Catching up with Dwight King, who turned 30 last week

Aaron Poole/NHLI

This is a different stage of the off-season for Dwight King, tricenarian as of July 5. He’ll return to the Erste Bank Eishockey Liga’s Graz 99ers for a second season, a campaign that kicks off against reigning Swedish and Champions Hockey League titlists Frölunda HC on August 30. Preseason games begin in Cologne on August 15.

So, it wasn’t a surprise that our conversation took place during a late afternoon ride on the elliptical. There’s some hockey on the horizon.

“The transition was very smooth,” King said of his first season in the primarily Austrian league. “Obviously, the league itself is a lot more laid back with the scheduling. We play 50 games. You don’t spend too many nights away from home, which is great for the ages of my kids. Everybody’s comfortable, the team accommodates you as far as living and transportation, so things are very easy to get adjusted to.”

He also teamed up again with former ECHL-Reign sniper Colton Yellow Horn, a WHL teammate in Lethbridge and a member of the Blackfoot tribe in southwestern Alberta’s Piikani Nation. King, who is Métis, acknowledged the personal ties and familiarity helped.

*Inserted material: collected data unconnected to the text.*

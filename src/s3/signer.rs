//! AWS Signature Version 4 signer
//!
//! The signature embeds a second-granularity timestamp and a security token
//! that may be rotated between retries, so signing happens once per physical
//! send attempt, never once per logical operation. The signer holds no
//! mutable state: credentials and the timestamp are supplied at call time,
//! making `sign` a pure function of its inputs.
//!
//! Known limitations, kept deliberately because the service verifies the
//! canonical form bit-for-bit:
//! - duplicate query keys sort by key only; ties are not resolved, so don't
//!   send duplicates
//! - duplicate header names are unrepresentable here; pre-join multi-value
//!   headers instead of passing a name twice

use chrono::{DateTime, Utc};
use hmac::{Hmac, Mac};
use sha2::{Digest, Sha256};
use std::collections::BTreeMap;

use crate::credentials::CredentialSet;

type HmacSha256 = Hmac<Sha256>;

const ALGORITHM: &str = "AWS4-HMAC-SHA256";

/// SHA-256 hex digest.
pub fn sha256_hex(data: &[u8]) -> String {
    hex::encode(Sha256::digest(data))
}

/// HMAC-SHA-256 returning a fixed-size array (no heap allocation).
pub fn hmac_sha256(key: &[u8], msg: &[u8]) -> [u8; 32] {
    let mut mac = HmacSha256::new_from_slice(key).expect("HMAC can take key of any size");
    mac.update(msg);
    let result = mac.finalize().into_bytes();
    let mut output = [0u8; 32];
    output.copy_from_slice(&result);
    output
}

/// Lowercase-keyed header map ordered by name.
///
/// Multi-value headers are joined with `,` in canonical form and on the
/// wire; keys are lowercased on insert so the map order is already the
/// canonical order.
#[derive(Debug, Clone, Default)]
pub struct Headers(BTreeMap<String, Vec<String>>);

impl Headers {
    pub fn new() -> Self {
        Self::default()
    }

    /// Set a header, replacing any existing values.
    pub fn set(&mut self, name: &str, value: impl Into<String>) {
        self.0.insert(name.to_ascii_lowercase(), vec![value.into()]);
    }

    /// Append a value to a header.
    pub fn add(&mut self, name: &str, value: impl Into<String>) {
        self.0
            .entry(name.to_ascii_lowercase())
            .or_default()
            .push(value.into());
    }

    /// First value of a header, if present.
    pub fn get(&self, name: &str) -> Option<&str> {
        self.0
            .get(&name.to_ascii_lowercase())
            .and_then(|v| v.first())
            .map(String::as_str)
    }

    pub fn is_empty(&self) -> bool {
        self.0.is_empty()
    }

    /// Iterate as `(name, comma-joined value)` pairs for the wire.
    pub fn flatten(&self) -> impl Iterator<Item = (&str, String)> + '_ {
        self.0.iter().map(|(k, v)| (k.as_str(), v.join(",")))
    }
}

/// Canonical header block and the `;`-joined signed-header list.
///
/// Values are joined with `,`, embedded newlines become spaces, runs of
/// spaces collapse to one, and the block carries a trailing newline.
pub fn canonicalized_headers(headers: &Headers) -> (String, String) {
    let mut block = String::with_capacity(headers.0.len() * 64);
    let mut names = String::with_capacity(headers.0.len() * 20);
    for (name, values) in &headers.0 {
        let joined = values.join(",").replace('\n', " ");
        block.push_str(name);
        block.push(':');
        block.push_str(&squeeze_spaces(joined.trim()));
        block.push('\n');
        if !names.is_empty() {
            names.push(';');
        }
        names.push_str(name);
    }
    (block, names)
}

/// Canonical query string: pairs split on the first `=`, stable-sorted by
/// key only. A valueless parameter (`?uploads`) canonicalizes to `key=`.
pub fn canonical_query_string(query: &str) -> String {
    if query.is_empty() {
        return String::new();
    }
    let mut pairs: Vec<(&str, &str)> = query
        .split('&')
        .map(|pair| match pair.find('=') {
            Some(pos) => (&pair[..pos], &pair[pos + 1..]),
            None => (pair, ""),
        })
        .collect();
    pairs.sort_by_key(|&(k, _)| k);
    pairs
        .iter()
        .map(|(k, v)| format!("{}={}", k, v))
        .collect::<Vec<_>>()
        .join("&")
}

/// Six-line canonical request plus the signed-header list.
pub fn canonical_request(
    verb: &str,
    uri_path: &str,
    query: &str,
    headers: &Headers,
    payload_hash: &str,
) -> (String, String) {
    let (canonical_headers, signed_headers) = canonicalized_headers(headers);
    let path = if uri_path.is_empty() { "/" } else { uri_path };
    (
        format!(
            "{}\n{}\n{}\n{}\n{}\n{}",
            verb,
            path,
            canonical_query_string(query),
            canonical_headers,
            signed_headers,
            payload_hash
        ),
        signed_headers,
    )
}

/// AWS Signature V4 signer for one region/service pair.
#[derive(Debug, Clone)]
pub struct SigV4Signer {
    region: String,
    service: String,
}

impl SigV4Signer {
    pub fn new(region: impl Into<String>) -> Self {
        Self::for_service(region, "s3")
    }

    pub fn for_service(region: impl Into<String>, service: impl Into<String>) -> Self {
        Self {
            region: region.into(),
            service: service.into(),
        }
    }

    /// Sign a request, hashing the payload here.
    pub fn sign(
        &self,
        verb: &str,
        url: &str,
        headers: Headers,
        payload: &[u8],
        creds: &CredentialSet,
        now: DateTime<Utc>,
    ) -> Headers {
        let payload_hash = sha256_hex(payload);
        self.sign_with_hash(verb, url, headers, &payload_hash, creds, now)
    }

    /// Sign a request with a pre-computed payload hash.
    ///
    /// Injects `host`, `x-amz-date`, `x-amz-security-token` (empty string
    /// when the credential set has none, never omitted, so the signed set
    /// is identical with and without a token) and `x-amz-content-sha256`
    /// before canonicalizing, then adds the `authorization` header.
    pub fn sign_with_hash(
        &self,
        verb: &str,
        url: &str,
        mut headers: Headers,
        payload_hash: &str,
        creds: &CredentialSet,
        now: DateTime<Utc>,
    ) -> Headers {
        let (host, path, query) = parse_url(url);
        let amz_date = now.format("%Y%m%dT%H%M%SZ").to_string();
        let date_stamp = now.format("%Y%m%d").to_string();

        headers.set("host", host);
        headers.set("x-amz-date", &amz_date);
        headers.set(
            "x-amz-security-token",
            creds.security_token.as_deref().unwrap_or(""),
        );
        headers.set("x-amz-content-sha256", payload_hash);

        let (canonical, signed_headers) =
            canonical_request(verb, path, query, &headers, payload_hash);
        let (string_to_sign, scope) =
            self.string_to_sign(&amz_date, &sha256_hex(canonical.as_bytes()));
        let signing_key = self.signing_key(&creds.secret_access_key, &date_stamp);
        let signature = hex::encode(hmac_sha256(&signing_key, string_to_sign.as_bytes()));

        let authorization = format!(
            "{} Credential={}/{}, SignedHeaders={}, Signature={}",
            ALGORITHM, creds.access_key_id, scope, signed_headers, signature
        );
        headers.set("authorization", authorization);
        headers
    }

    /// String-to-sign and its credential scope.
    pub fn string_to_sign(&self, amz_date: &str, canonical_request_hash: &str) -> (String, String) {
        let scope = format!(
            "{}/{}/{}/aws4_request",
            &amz_date[..8],
            self.region,
            self.service
        );
        (
            format!(
                "{}\n{}\n{}\n{}",
                ALGORITHM, amz_date, scope, canonical_request_hash
            ),
            scope,
        )
    }

    /// Derive the signing key: four chained HMAC operations.
    pub fn signing_key(&self, secret: &str, date_stamp: &str) -> [u8; 32] {
        let k_date = hmac_sha256(format!("AWS4{}", secret).as_bytes(), date_stamp.as_bytes());
        let k_region = hmac_sha256(&k_date, self.region.as_bytes());
        let k_service = hmac_sha256(&k_region, self.service.as_bytes());
        hmac_sha256(&k_service, b"aws4_request")
    }
}

fn squeeze_spaces(s: &str) -> String {
    let mut out = String::with_capacity(s.len());
    let mut prev_space = false;
    for ch in s.chars() {
        if ch == ' ' {
            if !prev_space {
                out.push(' ');
            }
            prev_space = true;
        } else {
            out.push(ch);
            prev_space = false;
        }
    }
    out
}

/// URL component extraction without heap allocation.
///
/// Returns `(host, path, query)` as slices into the original URL, with
/// default ports (:443 for https, :80 for http) stripped from the host.
fn parse_url(url: &str) -> (&str, &str, &str) {
    let after_scheme = if let Some(rest) = url.strip_prefix("https://") {
        rest
    } else if let Some(rest) = url.strip_prefix("http://") {
        rest
    } else {
        url
    };

    let (authority, path_and_query) = match after_scheme.find('/') {
        Some(pos) => (&after_scheme[..pos], &after_scheme[pos..]),
        None => (after_scheme, "/"),
    };

    let (path, query) = match path_and_query.find('?') {
        Some(pos) => (&path_and_query[..pos], &path_and_query[pos + 1..]),
        None => (path_and_query, ""),
    };

    let host = if url.starts_with("https") {
        authority.strip_suffix(":443").unwrap_or(authority)
    } else {
        authority.strip_suffix(":80").unwrap_or(authority)
    };

    (host, path, query)
}

#[cfg(test)]
mod tests {
    use super::*;
    use chrono::TimeZone;

    fn example_creds() -> CredentialSet {
        CredentialSet::new(
            "AKIDEXAMPLE",
            "wJalrXUtnFEMI/K7MDENG+bPxRfiCYEXAMPLEKEY",
            None,
        )
    }

    #[test]
    fn test_parse_url() {
        assert_eq!(
            parse_url("https://bucket.s3.amazonaws.com/key?uploads"),
            ("bucket.s3.amazonaws.com", "/key", "uploads")
        );
        assert_eq!(parse_url("https://host:443/path"), ("host", "/path", ""));
        assert_eq!(parse_url("https://host"), ("host", "/", ""));
    }

    #[test]
    fn test_canonical_query_sorting() {
        assert_eq!(canonical_query_string(""), "");
        assert_eq!(canonical_query_string("zebra=1&alpha=2"), "alpha=2&zebra=1");
        assert_eq!(canonical_query_string("uploads"), "uploads=");
        assert_eq!(
            canonical_query_string("uploadId=abc&partNumber=3"),
            "partNumber=3&uploadId=abc"
        );
    }

    #[test]
    fn test_header_canonicalization_sorts_and_lowercases() {
        let mut headers = Headers::new();
        headers.set("X-Amz-Date", "d");
        headers.set("host", "h");
        headers.set("X-Amz-Content-Sha256", "s");

        let (block, signed) = canonicalized_headers(&headers);
        assert_eq!(block, "host:h\nx-amz-content-sha256:s\nx-amz-date:d\n");
        assert_eq!(signed, "host;x-amz-content-sha256;x-amz-date");
    }

    #[test]
    fn test_header_values_are_cleaned() {
        let mut headers = Headers::new();
        headers.set("a", "  spaced   out\nvalue  ");
        headers.add("b", "one");
        headers.add("b", "two");

        let (block, _) = canonicalized_headers(&headers);
        assert_eq!(block, "a:spaced out value\nb:one,two\n");
    }

    // Vectors from the AWS Signature Version 4 documentation
    // (GET https://iam.amazonaws.com/?Action=ListUsers&Version=2010-05-08
    // at 20150830T123600Z).

    #[test]
    fn test_canonical_request_matches_reference() {
        let mut headers = Headers::new();
        headers.set("host", "iam.amazonaws.com");
        headers.set(
            "content-type",
            "application/x-www-form-urlencoded; charset=utf-8",
        );
        headers.set("x-amz-date", "20150830T123600Z");

        let (canonical, signed) = canonical_request(
            "GET",
            "/",
            "Action=ListUsers&Version=2010-05-08",
            &headers,
            &sha256_hex(b""),
        );
        assert_eq!(signed, "content-type;host;x-amz-date");
        assert_eq!(
            sha256_hex(canonical.as_bytes()),
            "f536975d06c0309214f805bb90ccff089219ecd68b2577efef23edd43b7e1a59"
        );
    }

    #[test]
    fn test_signing_key_matches_reference() {
        let signer = SigV4Signer::for_service("us-east-1", "iam");
        let key = signer.signing_key("wJalrXUtnFEMI/K7MDENG/bPxRfiCYEXAMPLEKEY", "20150830");
        assert_eq!(
            hex::encode(key),
            "c4afb1cc5771d871763a393e44b703571b55cc28424d1a5e86da6ed3c154a4b9"
        );
    }

    #[test]
    fn test_signature_matches_reference() {
        let signer = SigV4Signer::for_service("us-east-1", "iam");
        let (string_to_sign, scope) = signer.string_to_sign(
            "20150830T123600Z",
            "f536975d06c0309214f805bb90ccff089219ecd68b2577efef23edd43b7e1a59",
        );
        assert_eq!(scope, "20150830/us-east-1/iam/aws4_request");

        let key = signer.signing_key("wJalrXUtnFEMI/K7MDENG/bPxRfiCYEXAMPLEKEY", "20150830");
        assert_eq!(
            hex::encode(hmac_sha256(&key, string_to_sign.as_bytes())),
            "5d672d79c15b13162d9279b0855cfba6789a8edb4c82c400e06b5924a6f2b5d7"
        );
    }

    #[test]
    fn test_sign_is_deterministic_for_fixed_timestamp() {
        let signer = SigV4Signer::new("us-east-1");
        let creds = example_creds();
        let now = Utc.with_ymd_and_hms(2021, 6, 1, 12, 0, 0).unwrap();

        let a = signer.sign(
            "PUT",
            "https://bucket.s3.amazonaws.com/stage/file.gz",
            Headers::new(),
            b"payload",
            &creds,
            now,
        );
        let b = signer.sign(
            "PUT",
            "https://bucket.s3.amazonaws.com/stage/file.gz",
            Headers::new(),
            b"payload",
            &creds,
            now,
        );
        assert_eq!(a.get("authorization"), b.get("authorization"));
        assert!(a
            .get("authorization")
            .unwrap()
            .starts_with("AWS4-HMAC-SHA256 "));
    }

    #[test]
    fn test_sign_injects_required_headers() {
        let signer = SigV4Signer::new("us-west-2");
        let now = Utc.with_ymd_and_hms(2021, 6, 1, 12, 0, 0).unwrap();
        let signed = signer.sign(
            "HEAD",
            "https://bucket.s3.amazonaws.com/key",
            Headers::new(),
            b"",
            &example_creds(),
            now,
        );

        assert_eq!(signed.get("host"), Some("bucket.s3.amazonaws.com"));
        assert_eq!(signed.get("x-amz-date"), Some("20210601T120000Z"));
        // Empty string when no token, never omitted.
        assert_eq!(signed.get("x-amz-security-token"), Some(""));
        assert!(signed.get("x-amz-content-sha256").is_some());
        let auth = signed.get("authorization").unwrap();
        assert!(auth.contains(
            "SignedHeaders=host;x-amz-content-sha256;x-amz-date;x-amz-security-token"
        ));
    }

    #[test]
    fn test_token_changes_signature() {
        let signer = SigV4Signer::new("us-east-1");
        let now = Utc.with_ymd_and_hms(2021, 6, 1, 12, 0, 0).unwrap();
        let without = signer.sign(
            "GET",
            "https://b.s3.amazonaws.com/k",
            Headers::new(),
            b"",
            &example_creds(),
            now,
        );
        let mut creds = example_creds();
        creds.security_token = Some("fresh-token".to_string());
        let with = signer.sign(
            "GET",
            "https://b.s3.amazonaws.com/k",
            Headers::new(),
            b"",
            &creds,
            now,
        );
        assert_ne!(without.get("authorization"), with.get("authorization"));
    }
}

“it’s more of a comfort level,” he said. “Obviously we’re both a little older now in our careers. It’s maybe a little more crucial when you’re adjusting to living away from home, but there are definitely family values that are very similar that you group up with that you can kind of read or judge a guy’s comfort level or even character off that. It just makes it a little more comfortable being around and enjoying your time away from home.”

They also enjoyed their time on the ice. Yellow Horn, now 32 and a reliable veteran EBEL scorer, is coming off a team-best 58 points in 51 games, while King’s 42 points ranked fifth on the league’s top regular season team. Though the 99ers – named after the year of their inception – were ousted in the second round of the EBEL playoffs, they still qualified for a berth in the continental tournament and will again have an opportunity to contend for their first league title.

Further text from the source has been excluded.